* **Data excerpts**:
========
//! Swipe-to-reveal-date channel.

use chatpose_animation::{AnimatedFloat, TrackStatus};

use super::{SwipeChannel, SwipeEffect, SwipeEffects};
use crate::config::DateRevealConfig;
use crate::gestures::SwipeKind;
use crate::message::{MessageAlignment, MessageId};

/// Reveal progress of the per-message date label, in `[0, 1]`.
///
/// Dragging toward the empty side of the row (toward the screen center)
/// increases progress. Nothing is committed on release; release and cancel
/// both settle back to zero.
///
/// On a row that allows replies, toward-center motion is classified as a
/// reply, so this channel only ever sees motion toward the anchored edge
/// and stays at zero. The label shows only on rows with replies disabled.
#[derive(Clone, Debug)]
pub struct DateRevealChannel {
    message_id: MessageId,
    alignment: MessageAlignment,
    config: DateRevealConfig,
    progress: AnimatedFloat,
    dragging: bool,
}

impl DateRevealChannel {
    pub fn new(
        message_id: MessageId,
        alignment: MessageAlignment,
        config: DateRevealConfig,
    ) -> Self {
        Self {
            message_id,
            alignment,
            config,
            progress: AnimatedFloat::new(0.0),
            dragging: false,
        }
    }

    pub fn progress(&self) -> f32 {
        self.progress.value().clamp(0.0, 1.0)
    }

    /// Space the label is short of beside a bubble of `bubble_width` in a row
    /// of `row_width`. Zero when the row already has room.
    pub fn clearance_deficit(&self, row_width: f32, bubble_width: f32) -> f32 {
        let available = row_width - bubble_width;
        (self.config.required_space() - available).max(0.0)
    }

    /// Horizontal bubble offset that keeps the revealed label clear of the
    /// bubble. The bubble moves toward its anchored edge, away from the label,
    /// and only by `deficit * progress`.
    pub fn clearance_offset(&self, row_width: f32, bubble_width: f32) -> f32 {
        let deficit = self.clearance_deficit(row_width, bubble_width);
        if deficit == 0.0 {
            return 0.0;
        }
        -self.alignment.toward_center_sign() * deficit * self.progress()
    }

    fn settle_to_rest(&mut self) {
        if self.progress() == 0.0 {
            self.progress.snap_to(0.0);
        } else {
            self.progress.animate_to(0.0, self.config.settle);
        }
    }
}

impl SwipeChannel for DateRevealChannel {
    fn kind(&self) -> SwipeKind {
        SwipeKind::DateReveal
    }

    fn current(&self) -> f32 {
        self.progress()
    }

    fn begin_drag(&mut self) {
        self.progress.stop();
        let current = self.progress();
        self.progress.snap_to(current);
        self.dragging = true;
    }

    fn drag(&mut self, delta_x: f32) -> SwipeEffects {
        if !self.dragging {
            self.begin_drag();
        }
        let step = self.alignment.toward_center_sign() * delta_x / self.config.max_drag;
        let next = (self.progress() + step).clamp(0.0, 1.0);
        self.progress.snap_to(next);
        SwipeEffects::new()
    }

    fn release(&mut self) -> SwipeEffects {
        self.dragging = false;
        self.settle_to_rest();
        SwipeEffects::new()
    }

    fn cancel(&mut self) -> SwipeEffects {
        self.release()
    }

    fn advance(&mut self, frame_time_nanos: u64) -> SwipeEffects {
        let mut effects = SwipeEffects::new();
        if self.progress.advance(frame_time_nanos) == TrackStatus::Finished {
            effects.push(SwipeEffect::Settled {
                message_id: self.message_id,
                kind: SwipeKind::DateReveal,
            });
        }
        effects
    }

    fn is_dragging(&self) -> bool {
        self.dragging
    }

    fn is_animating(&self) -> bool {
        self.progress.is_running()
    }

    fn reset(&mut self) {
        self.progress.snap_to(0.0);
        self.dragging = false;
    }
}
========
* **Problem**: Look for the word "TrackStatus" in the data, then return every line that contains it.

* **Answer to this exercise**:
use chatpose_animation::{AnimatedFloat, TrackStatus};
        if self.progress.advance(frame_time_nanos) == TrackStatus::Finished {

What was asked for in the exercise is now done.